# Query: Visa requirements for remote working in the Philippines



## CoachWalker (Nov 15, 2013)

Hi there,

I am a business consultant intending to move to the Philippines. Would I be able to continue to work with my UK clients remotely while I am in the Philippines or would I need some kind of a Philippine work permit?

Thank you for your attention.

Robert


----------



## Asian Spirit (Mar 1, 2010)

CoachWalker said:


> Hi there,
> 
> I am a business consultant intending to move to the Philippines. Would I be able to continue to work with my UK clients remotely while I am in the Philippines or would I need some kind of a Philippine work permit?
> 
> ...


Working here requires a working permit and can so far as I know, be applied and paid for *only* by a Philippine employer although there might be a way for you that I am not aware of.
Working from home and using the internet is possible unless or until you end up getting caught.

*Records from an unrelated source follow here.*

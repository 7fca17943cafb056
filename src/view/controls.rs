//! Selector controls and UI events
//!
//! The asset and timeframe button rows behave like radio groups: at most one
//! button per group is active at any time.

use serde::Serialize;

/// Which selector row a control belongs to
#[derive(Debug, Clone, Copy, PartialEq, Eq, Hash, Serialize)]
#[serde(rename_all = "snake_case")]
pub enum ControlGroup {
    Asset,
    Timeframe,
}

/// Classes applied to the active button
pub const ACTIVE_CLASSES: &str = "active bg-blue-500 text-white";
/// Classes applied to every other button
pub const INACTIVE_CLASSES: &str = "bg-gray-700 text-gray-300";

/// A row of mutually exclusive buttons keyed by string
#[derive(Debug, Clone, PartialEq, Eq, Serialize)]
pub struct SelectorGroup {
    options: Vec<String>,
    active: Option<usize>,
}

impl SelectorGroup {
    /// Create a group with `initial` active (if it is one of the options)
    pub fn new(options: Vec<String>, initial: &str) -> Self {
        let active = options.iter().position(|o| o == initial);
        Self { options, active }
    }

    /// Make `key` the only active option.
    ///
    /// An unknown key leaves no option active. Returns whether `key` matched.
    pub fn activate(&mut self, key: &str) -> bool {
        self.active = self.options.iter().position(|o| o == key);
        self.active.is_some()
    }

    pub fn options(&self) -> &[String] {
        &self.options
    }

    pub fn active_key(&self) -> Option<&str> {
        self.active.map(|i| self.options[i].as_str())
    }

    pub fn is_active(&self, key: &str) -> bool {
        self.active_key() == Some(key)
    }

    /// Number of active options, always 0 or 1
    pub fn active_count(&self) -> usize {
        self.options.iter().filter(|o| self.is_active(o)).count()
    }

    /// CSS classes for the button with `key`
    pub fn classes_for(&self, key: &str) -> &'static str {
        if self.is_active(key) {
            ACTIVE_CLASSES
        } else {
            INACTIVE_CLASSES
        }
    }
}

/// User-driven events the adapter forwards to the dashboard
#[derive(Debug, Clone, PartialEq, Eq)]
pub enum UiEvent {
    /// Asset button or card clicked
    SelectAsset(String),
    /// Timeframe button clicked
    SelectTimeframe(String),
    /// Window resized
    Resize,
    /// Mobile menu button clicked
    MobileMenu,
}
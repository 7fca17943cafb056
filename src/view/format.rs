//! Number and time formatting for dashboard labels

use chrono::{DateTime, Local, Utc};

/// Format with thousands separators and up to three fraction digits,
/// dropping trailing zeros ("98,750.32", "89,432", "0.5").
pub fn group_thousands(value: f64) -> String {
    if !value.is_finite() {
        return value.to_string();
    }

    let rounded = format!("{:.3}", value.abs());
    let (int_part, frac_part) = rounded.split_once('.').unwrap_or((rounded.as_str(), ""));
    let frac_part = frac_part.trim_end_matches('0');

    let mut out = String::with_capacity(rounded.len() + int_part.len() / 3 + 1);
    let len = int_part.len();
    for (i, ch) in int_part.chars().enumerate() {
        if i > 0 && (len - i) % 3 == 0 {
            out.push(',');
        }
        out.push(ch);
    }
    if !frac_part.is_empty() {
        out.push('.');
        out.push_str(frac_part);
    }

    if value < 0.0 && out.chars().any(|c| c.is_ascii_digit() && c != '0') {
        out.insert(0, '-');
    }
    out
}

/// "$98,750.32"
pub fn usd(value: f64) -> String {
    format!("${}", group_thousands(value))
}

/// "$1950.00B"
pub fn usd_billions(value: f64, decimals: usize) -> String {
    format!("${:.*}B", decimals, value / 1_000_000_000.0)
}

/// "$2.85T"
pub fn usd_trillions(value: f64, decimals: usize) -> String {
    format!("${:.*}T", decimals, value / 1_000_000_000_000.0)
}

/// Explicit sign for non-negative values: "+0.67", "-0.45"
pub fn signed(value: f64, decimals: usize) -> String {
    if value >= 0.0 {
        format!("+{:.*}", decimals, value)
    } else {
        format!("{:.*}", decimals, value)
    }
}

/// Ratio as a percentage with two decimals: 0.0234 -> "2.34%"
pub fn ratio_percent(ratio: f64) -> String {
    format!("{:.2}%", ratio * 100.0)
}

/// Timestamp in the viewer's local time, e.g. "10/19/2026, 2:05:09 PM"
pub fn local_timestamp(time: DateTime<Utc>) -> String {
    time.with_timezone(&Local)
        .format("%-m/%-d/%Y, %-I:%M:%S %p")
        .to_string()
}

/// Tooltip body for a price chart point
pub fn price_tooltip(time: DateTime<Utc>, price: f64) -> String {
    format!("{}<br/>Price: {}", local_timestamp(time), usd(price))
}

Then you would spend time in the deportation jail and if you survive that, you would be deported and forever banned from returning. Hardly worth the risk so be careful as you make decisions.
Just a note here too. The discusion of illegal activity is prohibited by forum rules so this is probably as far as the discussion can go.

Beyond that, working here using the internet is difficult too as no matter what provider you choose, the service is slower and more unreliable than you can know and customer service is non existent.

This is a great place for retirement but if you need to work, it's better to look at other countries.



Jet Lag
Moderator


----------



## Gary D (Oct 28, 2013)

The OP could go the legal route and start a business, it would need to be 60% filipino owned, and financed. If a filipino wife is involved you would at least be able to keep it in the family. There are exceptions to the 60-40 rule and as long as he is making his money 100% abroad the OP may qualify.


----------



## CoachWalker (Nov 15, 2013)

Thank you.

What is an "0P"?

If I set up the company and hire myself as an executive director then presumably I would also need a work permit, yes?. Are these easier to get if I have a Special Resident Retiree's Visa (SRRV)?

Do you know of a good immigration lawyer who can help me with this?

All the best.

Robert


----------



## MR2 (Oct 3, 2013)

OP is you. 

The original poster.

The SRRV allows you to work; you don’t need an immigration lawyer.

PRA: Philippine Retirement Authority

As an SRR Visa holder, the PRA can assist you in obtaining basic documents from other government agencies. These include, but are not limited to:
• Alien Employment Permit
• Driver's License
• Tax Exemption/Extension Certificate
• Tax Identification Number
• National Bureau of Investigation (NBI) Clearance


----------



## CoachWalker (Nov 15, 2013)

Thank you.

Does the alien employment permit allow me to run a business as a sole trader do you know?

Thank you.


----------